BlackRock, the world’s largest asset manager, said last December that its Bitcoin ETF suite had become the firm’s top revenue source, with allocations nearing $100 billion (€85bn) and generating more than $245 million (€210mn) in annual fees.
US banks, which have only acted as custodians of client funds until now, seem ready and eager to evolve as providers of crypto services in 2026.
The current US administration has been notably favourable towards the crypto asset industry. President Donald Trump’s family launched a crypto platform, World Liberty Financial, just 50 days before the 2024 presidential election.

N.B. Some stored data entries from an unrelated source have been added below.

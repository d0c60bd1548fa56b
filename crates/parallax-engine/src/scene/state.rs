use crate::assets::{AssetManifest, SceneAssets, Texture};
use crate::coords::{Vec2, Viewport};
use crate::input::LatestPointer;
use crate::parallax::composite::{self, GRID_SCALE_DEFAULT};
use crate::parallax::{
    aspect_ratio, fit_plane, map_pointer, valid_grid_scale, DegenerateAspectError,
    PlaneDimensions, ShaderVariant, UniformValue, Uniforms,
};
use crate::time::FrameTime;

use super::SceneError;

/// What to load and how to draw it.
#[derive(Debug, Clone, PartialEq)]
pub struct SceneConfig {
    pub assets: AssetManifest,

    /// Grid repetitions per plane height, used by the depth program.
    pub grid_scale: f32,
}

impl Default for SceneConfig {
    fn default() -> Self {
        Self {
            assets: AssetManifest::default(),
            grid_scale: GRID_SCALE_DEFAULT,
        }
    }
}

/// Uniforms, fitted plane and pending pointer input for one surface.
#[derive(Debug)]
pub struct Scene {
    uniforms: Uniforms,
    plane: PlaneDimensions,
    surface: Viewport,
    pointer: LatestPointer,
    variant: ShaderVariant,
    frames: u64,
}

impl Scene {
    /// Builds a scene from resolved assets for a `surface` of logical size.
    pub fn new(assets: SceneAssets, surface: Viewport, grid_scale: f32) -> Result<Self, SceneError> {
        if !valid_grid_scale(grid_scale) {
            return Err(SceneError::GridScale(grid_scale));
        }

        let (w, h) = assets.base.size();
        let texture_aspect = aspect_ratio(w as f32, h as f32)?;
        let plane = fit_plane(aspect_ratio(surface.width, surface.height)?, texture_aspect)?;
        let variant = ShaderVariant::for_assets(assets.depth.is_some());

        log::debug!(
            "scene plane {:.3}x{:.3} NDC for {}x{} surface, {variant} program",
            plane.width,
            plane.height,
            surface.width,
            surface.height,
        );

        Ok(Self {
            uniforms: Uniforms::new(assets, texture_aspect, grid_scale),
            plane,
            surface,
            pointer: LatestPointer::new(),
            variant,
            frames: 0,
        })
    }

    /// Records a pointer offset in logical pixels. Only the last one before
    /// the next frame is used.
    pub fn push_pointer(&self, x: f32, y: f32) {
        self.pointer.push(Vec2::new(x, y));
    }

    /// Consumes pending pointer input. Returns `true` if `mouse` changed.
    pub fn begin_frame(&mut self, time: FrameTime) -> bool {
        self.frames += 1;

        let Some(offset) = self.pointer.take() else {
            return false;
        };

        let uv = map_pointer(offset, self.surface, self.plane);
        let changed = uv != self.uniforms.mouse();
        self.uniforms.set_mouse(uv);

        log::trace!("frame {}: mouse uv ({:.3}, {:.3})", time.frame_index, uv.x, uv.y);
        changed
    }

    /// Refits the plane for a new surface size.
    ///
    /// A degenerate size (minimized window) leaves the scene unchanged.
    pub fn resize(&mut self, surface: Viewport) -> Result<(), DegenerateAspectError> {
        let screen = aspect_ratio(surface.width, surface.height)?;
        self.plane = fit_plane(screen, self.uniforms.texture_aspect())?;
        self.surface = surface;
        Ok(())
    }

    /// Name-keyed uniform update.
    pub fn set_uniform(&mut self, name: &str, value: UniformValue) -> Result<(), SceneError> {
        self.uniforms.set(name, value)?;
        Ok(())
    }

    pub fn uniforms(&self) -> &Uniforms {
        &self.uniforms
    }

    pub fn plane(&self) -> PlaneDimensions {
        self.plane
    }

    pub fn surface(&self) -> Viewport {
        self.surface
    }

    pub fn variant(&self) -> ShaderVariant {
        self.variant
    }

    /// Frames begun so far.
    pub fn frames(&self) -> u64 {
        self.frames
    }

    /// Software render of the current state at the current surface size.
    pub fn render_cpu(&self, clear: [u8; 4]) -> Texture {
        composite::render_cpu(&self.uniforms, self.plane, self.surface, clear)
    }
}

#[cfg(test)]
mod tests {
    use super::*;
    use crate::parallax::{UniformBindingError, UniformName};
    use crate::time::FrameClock;

    fn assets(depth: bool) -> SceneAssets {
        SceneAssets {
            base: Texture::filled(300, 200, [90, 90, 90, 255]),
            depth: depth.then(|| Texture::filled(300, 200, [0, 0, 0, 255])),
            grid: Texture::filled(8, 8, [0, 255, 0, 255]),
        }
    }

    fn tick() -> FrameTime {
        FrameClock::new().tick()
    }

    // ── construction ──────────────────────────────────────────────────────

    #[test]
    fn new_fits_plane_to_surface() {
        let scene = Scene::new(assets(false), Viewport::new(1600.0, 900.0), 10.0).unwrap();
        let plane = scene.plane();
        assert_eq!(plane.height, 2.0);
        assert!((plane.width - 2.0 * 1.5 / (16.0 / 9.0)).abs() < 1e-5);
        assert_eq!(scene.variant(), ShaderVariant::Flat);
        assert!((scene.uniforms().texture_aspect() - 1.5).abs() < 1e-6);
    }

    #[test]
    fn depth_map_selects_depth_program() {
        let scene = Scene::new(assets(true), Viewport::new(800.0, 600.0), 10.0).unwrap();
        assert_eq!(scene.variant(), ShaderVariant::Depth);
    }

    #[test]
    fn degenerate_surface_is_rejected() {
        let err = Scene::new(assets(false), Viewport::new(0.0, 600.0), 10.0).unwrap_err();
        assert!(matches!(err, SceneError::Aspect(_)));
    }

    #[test]
    fn bad_grid_scale_is_rejected() {
        for s in [0.0, -1.0, f32::NAN] {
            let err = Scene::new(assets(false), Viewport::new(800.0, 600.0), s).unwrap_err();
            assert!(matches!(err, SceneError::GridScale(_)));
        }
    }

    // ── pointer ───────────────────────────────────────────────────────────

    #[test]
    fn frame_uses_last_pointer_only() {
        let surface = Viewport::new(800.0, 600.0);
        let mut scene = Scene::new(assets(false), surface, 10.0).unwrap();

        scene.push_pointer(0.0, 0.0);
        scene.push_pointer(10.0, 500.0);
        scene.push_pointer(400.0, 300.0);

        assert!(scene.begin_frame(tick()));
        let expected = map_pointer(Vec2::new(400.0, 300.0), surface, scene.plane());
        assert_eq!(scene.uniforms().mouse(), expected);
    }

    #[test]
    fn frame_without_input_keeps_mouse() {
        let mut scene = Scene::new(assets(false), Viewport::new(800.0, 600.0), 10.0).unwrap();
        scene.push_pointer(100.0, 100.0);
        scene.begin_frame(tick());
        let mouse = scene.uniforms().mouse();

        // Slot was drained by the first frame.
        assert!(!scene.begin_frame(tick()));
        assert_eq!(scene.uniforms().mouse(), mouse);
        assert_eq!(scene.frames(), 2);
    }

    // ── resize / uniforms ─────────────────────────────────────────────────

    #[test]
    fn resize_refits_and_ignores_minimize() {
        let mut scene = Scene::new(assets(false), Viewport::new(800.0, 600.0), 10.0).unwrap();
        scene.resize(Viewport::new(300.0, 600.0)).unwrap();
        assert_eq!(scene.plane().width, 2.0);

        let before = scene.plane();
        assert!(scene.resize(Viewport::new(0.0, 0.0)).is_err());
        assert_eq!(scene.plane(), before);
        assert_eq!(scene.surface(), Viewport::new(300.0, 600.0));
    }

    #[test]
    fn depth_slot_on_flat_scene_is_a_binding_error() {
        let mut scene = Scene::new(assets(false), Viewport::new(800.0, 600.0), 10.0).unwrap();
        let err = scene
            .set_uniform("depthTexture", UniformValue::Texture(Texture::filled(1, 1, [0; 4])))
            .unwrap_err();
        assert!(matches!(err, SceneError::Binding(_)));

        scene.set_uniform("gridScale", UniformValue::Float(4.0)).unwrap();
        assert_eq!(scene.uniforms().grid_scale(), 4.0);
    }

    #[test]
    fn named_grid_scale_update_is_validated() {
        let mut scene = Scene::new(assets(false), Viewport::new(800.0, 600.0), 10.0).unwrap();

        for s in [0.0, -3.0, f32::NAN] {
            let err = scene.set_uniform("gridScale", UniformValue::Float(s)).unwrap_err();
            assert!(matches!(
                err,
                SceneError::Binding(UniformBindingError::InvalidValue {
                    name: UniformName::GridScale,
                    ..
                })
            ));
        }
        assert_eq!(scene.uniforms().grid_scale(), 10.0);
    }

    #[test]
    fn cpu_render_matches_surface() {
        let scene = Scene::new(assets(false), Viewport::new(32.0, 16.0), 10.0).unwrap();
        let frame = scene.render_cpu([0, 0, 0, 255]);
        assert_eq!(frame.size(), (32, 16));
    }
}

The company is managed by Trump’s two eldest sons, Donald Jr and Eric Trump, and alongside another firm, Trump Media and Technology Group, it has expanded the US President’s personal crypto ventures.

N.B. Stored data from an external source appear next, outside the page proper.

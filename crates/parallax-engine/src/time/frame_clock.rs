use std::time::{Duration, Instant};

/// Timing snapshot for one frame.
#[derive(Debug, Copy, Clone)]
pub struct FrameTime {
    /// Seconds since the previous tick, clamped.
    pub dt: f32,

    /// Seconds since the clock started. Never decreases.
    pub elapsed: f64,

    /// Zero-based frame counter.
    pub frame_index: u64,
}

/// Produces monotonically increasing frame timestamps.
///
/// `dt` is clamped so a stall (debugger pause, minimized window) does not show
/// up as one enormous step. `elapsed` is not clamped.
#[derive(Debug, Clone)]
pub struct FrameClock {
    start: Instant,
    last: Instant,
    frame_index: u64,
    dt_min: Duration,
    dt_max: Duration,
}

impl FrameClock {
    pub fn new() -> Self {
        Self::with_clamps(Duration::from_micros(100), Duration::from_millis(250))
    }

    /// Creates a clock with custom `dt` clamps.
    pub fn with_clamps(dt_min: Duration, dt_max: Duration) -> Self {
        debug_assert!(dt_min <= dt_max);
        let now = Instant::now();
        Self {
            start: now,
            last: now,
            frame_index: 0,
            dt_min,
            dt_max,
        }
    }

    /// Restarts the `dt` baseline without touching `elapsed` or the counter.
    ///
    /// Call after the loop resumes from a pause so the first frame does not
    /// report the whole pause as `dt`.
    pub fn reset(&mut self) {
        self.last = Instant::now();
    }

    /// Advances the clock.
    pub fn tick(&mut self) -> FrameTime {
        self.tick_at(Instant::now())
    }

    fn tick_at(&mut self, now: Instant) -> FrameTime {
        let dt = now
            .saturating_duration_since(self.last)
            .clamp(self.dt_min, self.dt_max);
        self.last = now;

        let ft = FrameTime {
            dt: dt.as_secs_f32(),
            elapsed: now.saturating_duration_since(self.start).as_secs_f64(),
            frame_index: self.frame_index,
        };

        self.frame_index = self.frame_index.wrapping_add(1);
        ft
    }
}

impl Default for FrameClock {
    fn default() -> Self {
        Self::new()
    }
}
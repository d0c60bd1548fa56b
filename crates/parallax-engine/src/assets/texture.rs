use std::sync::Arc;

use crate::coords::Vec2;

use super::LoadFailure;

/// Immutable RGBA8 image.
///
/// Pixels are shared behind an `Arc`, so clones are cheap handles onto the
/// same buffer. Row 0 is the top of the image.
#[derive(Clone, PartialEq, Eq)]
pub struct Texture {
    width: u32,
    height: u32,
    pixels: Arc<[u8]>,
}

impl Texture {
    /// Wraps a tightly packed RGBA8 buffer.
    pub fn from_rgba8(width: u32, height: u32, pixels: Vec<u8>) -> Result<Self, LoadFailure> {
        if width == 0 || height == 0 {
            return Err(LoadFailure::Empty { width, height });
        }
        let expected = width as usize * height as usize * 4;
        if pixels.len() != expected {
            return Err(LoadFailure::BufferSize {
                expected,
                actual: pixels.len(),
            });
        }
        Ok(Self {
            width,
            height,
            pixels: pixels.into(),
        })
    }

    /// Decodes an encoded image (PNG/JPEG) from memory.
    pub fn decode(bytes: &[u8]) -> Result<Self, LoadFailure> {
        let img = image::load_from_memory(bytes)?.to_rgba8();
        let (w, h) = img.dimensions();
        Self::from_rgba8(w, h, img.into_raw())
    }

    /// Single-color texture. Zero sizes are bumped to 1.
    pub fn filled(width: u32, height: u32, rgba: [u8; 4]) -> Self {
        let width = width.max(1);
        let height = height.max(1);
        let pixels: Vec<u8> = std::iter::repeat_n(rgba, width as usize * height as usize)
            .flatten()
            .collect();
        Self::from_exact(width, height, pixels)
    }

    /// For buffers the caller sized itself: non-zero extent, `w * h * 4` bytes.
    pub(crate) fn from_exact(width: u32, height: u32, pixels: Vec<u8>) -> Self {
        debug_assert!(width > 0 && height > 0);
        debug_assert_eq!(pixels.len(), width as usize * height as usize * 4);
        Self {
            width,
            height,
            pixels: pixels.into(),
        }
    }

    pub fn width(&self) -> u32 {
        self.width
    }

    pub fn height(&self) -> u32 {
        self.height
    }

    pub fn size(&self) -> (u32, u32) {
        (self.width, self.height)
    }

    pub fn pixels(&self) -> &[u8] {
        &self.pixels
    }

    /// Texel at column `x`, row `y` (row 0 at the top).
    pub fn texel(&self, x: u32, y: u32) -> [u8; 4] {
        let x = x.min(self.width - 1) as usize;
        let y = y.min(self.height - 1) as usize;
        let i = (y * self.width as usize + x) * 4;
        [
            self.pixels[i],
            self.pixels[i + 1],
            self.pixels[i + 2],
            self.pixels[i + 3],
        ]
    }

    /// Nearest texel at a plane UV, clamped to the edge.
    ///
    /// Plane UVs have their origin at the bottom-left, so `v` is flipped.
    pub fn sample_nearest(&self, uv: Vec2) -> [u8; 4] {
        let col = texel_index(uv.x, self.width);
        let row = texel_index(1.0 - uv.y, self.height);
        self.texel(col, row)
    }
}

fn texel_index(t: f32, extent: u32) -> u32 {
    if !t.is_finite() || t <= 0.0 {
        return 0;
    }
    ((t * extent as f32) as u32).min(extent - 1)
}

impl std::fmt::Debug for Texture {
    fn fmt(&self, f: &mut std::fmt::Formatter<'_>) -> std::fmt::Result {
        f.debug_struct("Texture")
            .field("width", &self.width)
            .field("height", &self.height)
            .finish_non_exhaustive()
    }
}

In parallel to these private interests, the current US administration has made a major regulatory push encouraging Wall Street to fully embrace crypto assets.
Trump and Cabinet members at the White House Crypto Summit, March 2025 – AP Photo
In July 2025, Trump signed the Guiding and Establishing National Innovation for US Stablecoins Act (GENIUS Act) into law, creating a comprehensive regulatory framework for stablecoins. These are crypto assets designed to maintain a stable value by pegging their worth to a real-world asset, typically a fiat currency such as the US dollar.
That same month, the Crypto Legal Accountability, Registration and Transparency for Investors Act (CLARITY Act) was approved in the US Congress. It is now moving through the US Senate and is expected to pass on 15 January 2026.
The CLARITY Act is a landmark legislation intended to end the long-standing era of “regulation by enforcement” that has weighed on US crypto firms for years.